§ **WHAT IS REQUIRED**:
Repeat every line that appears below, with nothing altered.

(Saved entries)
-=-=-
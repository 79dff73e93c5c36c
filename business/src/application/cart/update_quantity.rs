use std::sync::Arc;

use async_trait::async_trait;

use crate::application::cart::add_item::positive_quantity;
use crate::domain::cart::errors::CartError;
use crate::domain::cart::model::{Cart, CartLineUpdate};
use crate::domain::cart::services::CartGateway;
use crate::domain::cart::use_cases::remove_item::{RemoveCartItemParams, RemoveCartItemUseCase};
use crate::domain::cart::use_cases::resolve::{ResolveCartParams, ResolveCartUseCase};
use crate::domain::cart::use_cases::update_quantity::{
    UpdateCartItemQuantityParams, UpdateCartItemQuantityUseCase,
};
use crate::domain::logger::Logger;

pub struct UpdateCartItemQuantityUseCaseImpl {
    pub resolver: Arc<dyn ResolveCartUseCase>,
    pub remover: Arc<dyn RemoveCartItemUseCase>,
    pub gateway: Arc<dyn CartGateway>,
    pub logger: Arc<dyn Logger>,
}

#[async_trait]
impl UpdateCartItemQuantityUseCase for UpdateCartItemQuantityUseCaseImpl {
    async fn execute(&self, params: UpdateCartItemQuantityParams) -> Result<Cart, CartError> {
        if params.quantity <= 0 {
            self.logger.info(&format!(
                "Quantity {} for line {} means removal",
                params.quantity, params.line_id
            ));
            return self
                .remover
                .execute(RemoveCartItemParams {
                    session: params.session,
                    line_id: params.line_id,
                })
                .await;
        }

        let quantity = positive_quantity(params.quantity).ok_or(CartError::InvalidQuantity)?;

        self.logger.info(&format!(
            "Updating line {} to quantity {}",
            params.line_id, quantity
        ));

        let cart = self
            .resolver
            .execute(ResolveCartParams {
                session: params.session,
            })
            .await?;

        let lines = [CartLineUpdate {
            id: params.line_id,
            quantity,
        }];
        let updated = self.gateway.update_lines(&cart.id, &lines).await?;

        self.logger.info(&format!(
            "Cart {} now holds {} items",
            updated.id,
            updated.item_count()
        ));
        Ok(updated)
    }
}

#[cfg(test)]
mod tests {
    use super::*;
    use crate::application::mocks::{
        MockGateway, MockRemoveItem, mock_logger, resolving_to, test_session,
    };
    use crate::domain::cart::model::LineItemId;
    use crate::domain::cart::model::fixtures::{cart, line};
    use crate::domain::errors::CommerceError;
    use proptest::prelude::*;

    fn params(quantity: i64) -> UpdateCartItemQuantityParams {
        UpdateCartItemQuantityParams {
            session: test_session(),
            line_id: LineItemId::new("l1"),
            quantity,
        }
    }

    #[tokio::test]
    async fn should_update_line_quantity() {
        let mut gateway = MockGateway::new();
        gateway
            .expect_update_lines()
            .withf(|id, lines| {
                id.as_str() == "c1"
                    && lines.len() == 1
                    && lines[0].id.as_str() == "l1"
                    && lines[0].quantity == 3
            })
            .times(1)
            .returning(|_, _| Ok(cart("c1", vec![line("l1", "39.00", 3)])));

        let mut remover = MockRemoveItem::new();
        remover.expect_execute().never();

        let use_case = UpdateCartItemQuantityUseCaseImpl {
            resolver: resolving_to(cart("c1", vec![line("l1", "39.00", 1)])),
            remover: Arc::new(remover),
            gateway: Arc::new(gateway),
            logger: mock_logger(),
        };

        let updated = use_case.execute(params(3)).await.unwrap();

        assert_eq!(updated.item_count(), 3);
        assert_eq!(updated.subtotal().formatted_amount(), "117.00");
    }

    #[tokio::test]
    async fn should_remove_line_when_quantity_drops_to_zero() {
        let mut gateway = MockGateway::new();
        gateway.expect_update_lines().never();

        let mut remover = MockRemoveItem::new();
        remover
            .expect_execute()
            .withf(|p| p.line_id.as_str() == "l1")
            .times(1)
            .returning(|_| Ok(cart("c1", vec![])));

        let use_case = UpdateCartItemQuantityUseCaseImpl {
            resolver: resolving_to(cart("c1", vec![line("l1", "39.00", 1)])),
            remover: Arc::new(remover),
            gateway: Arc::new(gateway),
            logger: mock_logger(),
        };

        let updated = use_case.execute(params(0)).await.unwrap();

        assert!(updated.lines.is_empty());
        assert_eq!(updated.item_count(), 0);
    }

    #[tokio::test]
    async fn should_propagate_remote_failure() {
        let mut gateway = MockGateway::new();
        gateway
            .expect_update_lines()
            .returning(|_, _| Err(CommerceError::Transport("connection refused".to_string())));

        let use_case = UpdateCartItemQuantityUseCaseImpl {
            resolver: resolving_to(cart("c1", vec![line("l1", "39.00", 1)])),
            remover: Arc::new(MockRemoveItem::new()),
            gateway: Arc::new(gateway),
            logger: mock_logger(),
        };

        let result = use_case.execute(params(2)).await;

        assert!(matches!(result.unwrap_err(), CartError::RemoteCallFailed(_)));
    }

    proptest! {
        #[test]
        fn should_never_send_non_positive_update(quantity in i64::MIN..=0) {
            let runtime = tokio::runtime::Builder::new_current_thread()
                .build()
                .unwrap();

            let mut gateway = MockGateway::new();
            gateway.expect_update_lines().never();

            let mut remover = MockRemoveItem::new();
            remover
                .expect_execute()
                .times(1)
                .returning(|_| Ok(cart("c1", vec![])));

            let use_case = UpdateCartItemQuantityUseCaseImpl {
                resolver: resolving_to(cart("c1", vec![line("l1", "39.00", 1)])),
                remover: Arc::new(remover),
                gateway: Arc::new(gateway),
                logger: mock_logger(),
            };

            let result = runtime.block_on(use_case.execute(params(quantity)));

            prop_assert!(result.is_ok());
        }
    }
}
-=-=-
§ **ANSWER TO THIS EXERCISE**:
repository 79dff73e93c5c36c
filename business/src/application/cart/update_quantity.rs
use std::sync::Arc;

use async_trait::async_trait;

use crate::application::cart::add_item::positive_quantity;
use crate::domain::cart::errors::CartError;
use crate::domain::cart::model::{Cart, CartLineUpdate};
use crate::domain::cart::services::CartGateway;
use crate::domain::cart::use_cases::remove_item::{RemoveCartItemParams, RemoveCartItemUseCase};
use crate::domain::cart::use_cases::resolve::{ResolveCartParams, ResolveCartUseCase};
use crate::domain::cart::use_cases::update_quantity::{
    UpdateCartItemQuantityParams, UpdateCartItemQuantityUseCase,
};
use crate::domain::logger::Logger;

pub struct UpdateCartItemQuantityUseCaseImpl {
    pub resolver: Arc<dyn ResolveCartUseCase>,
    pub remover: Arc<dyn RemoveCartItemUseCase>,
    pub gateway: Arc<dyn CartGateway>,
    pub logger: Arc<dyn Logger>,
}

#[async_trait]
impl UpdateCartItemQuantityUseCase for UpdateCartItemQuantityUseCaseImpl {
    async fn execute(&self, params: UpdateCartItemQuantityParams) -> Result<Cart, CartError> {
        if params.quantity <= 0 {
            self.logger.info(&format!(
                "Quantity {} for line {} means removal",
                params.quantity, params.line_id
            ));
            return self
                .remover
                .execute(RemoveCartItemParams {
                    session: params.session,
                    line_id: params.line_id,
                })
                .await;
        }

        let quantity = positive_quantity(params.quantity).ok_or(CartError::InvalidQuantity)?;

        self.logger.info(&format!(
            "Updating line {} to quantity {}",
            params.line_id, quantity
        ));

        let cart = self
            .resolver
            .execute(ResolveCartParams {
                session: params.session,
            })
            .await?;

        let lines = [CartLineUpdate {
            id: params.line_id,
            quantity,
        }];
        let updated = self.gateway.update_lines(&cart.id, &lines).await?;

        self.logger.info(&format!(
            "Cart {} now holds {} items",
            updated.id,
            updated.item_count()
        ));
        Ok(updated)
    }
}

#[cfg(test)]
mod tests {
    use super::*;
    use crate::application::mocks::{
        MockGateway, MockRemoveItem, mock_logger, resolving_to, test_session,
    };
    use crate::domain::cart::model::LineItemId;
    use crate::domain::cart::model::fixtures::{cart, line};
    use crate::domain::errors::CommerceError;
    use proptest::prelude::*;

    fn params(quantity: i64) -> UpdateCartItemQuantityParams {
        UpdateCartItemQuantityParams {
            session: test_session(),
            line_id: LineItemId::new("l1"),
            quantity,
        }
    }

    #[tokio::test]
    async fn should_update_line_quantity() {
        let mut gateway = MockGateway::new();
        gateway
            .expect_update_lines()
            .withf(|id, lines| {
                id.as_str() == "c1"
                    && lines.len() == 1
                    && lines[0].id.as_str() == "l1"
                    && lines[0].quantity == 3
            })
            .times(1)
            .returning(|_, _| Ok(cart("c1", vec![line("l1", "39.00", 3)])));

        let mut remover = MockRemoveItem::new();
        remover.expect_execute().never();

        let use_case = UpdateCartItemQuantityUseCaseImpl {
            resolver: resolving_to(cart("c1", vec![line("l1", "39.00", 1)])),
            remover: Arc::new(remover),
            gateway: Arc::new(gateway),
            logger: mock_logger(),
        };

        let updated = use_case.execute(params(3)).await.unwrap();

        assert_eq!(updated.item_count(), 3);
        assert_eq!(updated.subtotal().formatted_amount(), "117.00");
    }

    #[tokio::test]
    async fn should_remove_line_when_quantity_drops_to_zero() {
        let mut gateway = MockGateway::new();
        gateway.expect_update_lines().never();

        let mut remover = MockRemoveItem::new();
        remover
            .expect_execute()
            .withf(|p| p.line_id.as_str() == "l1")
            .times(1)
            .returning(|_| Ok(cart("c1", vec![])));

        let use_case = UpdateCartItemQuantityUseCaseImpl {
            resolver: resolving_to(cart("c1", vec![line("l1", "39.00", 1)])),
            remover: Arc::new(remover),
            gateway: Arc::new(gateway),
            logger: mock_logger(),
        };

        let updated = use_case.execute(params(0)).await.unwrap();

        assert!(updated.lines.is_empty());
        assert_eq!(updated.item_count(), 0);
    }

    #[tokio::test]
    async fn should_propagate_remote_failure() {
        let mut gateway = MockGateway::new();
        gateway
            .expect_update_lines()
            .returning(|_, _| Err(CommerceError::Transport("connection refused".to_string())));

        let use_case = UpdateCartItemQuantityUseCaseImpl {
            resolver: resolving_to(cart("c1", vec![line("l1", "39.00", 1)])),
            remover: Arc::new(MockRemoveItem::new()),
            gateway: Arc::new(gateway),
            logger: mock_logger(),
        };

        let result = use_case.execute(params(2)).await;

        assert!(matches!(result.unwrap_err(), CartError::RemoteCallFailed(_)));
    }

    proptest! {
        #[test]
        fn should_never_send_non_positive_update(quantity in i64::MIN..=0) {
            let runtime = tokio::runtime::Builder::new_current_thread()
                .build()
                .unwrap();

            let mut gateway = MockGateway::new();
            gateway.expect_update_lines().never();

            let mut remover = MockRemoveItem::new();
            remover
                .expect_execute()
                .times(1)
                .returning(|_| Ok(cart("c1", vec![])));

            let use_case = UpdateCartItemQuantityUseCaseImpl {
                resolver: resolving_to(cart("c1", vec![line("l1", "39.00", 1)])),
                remover: Arc::new(remover),
                gateway: Arc::new(gateway),
                logger: mock_logger(),
            };

            let result = runtime.block_on(use_case.execute(params(quantity)));

            prop_assert!(result.is_ok());
        }
    }
}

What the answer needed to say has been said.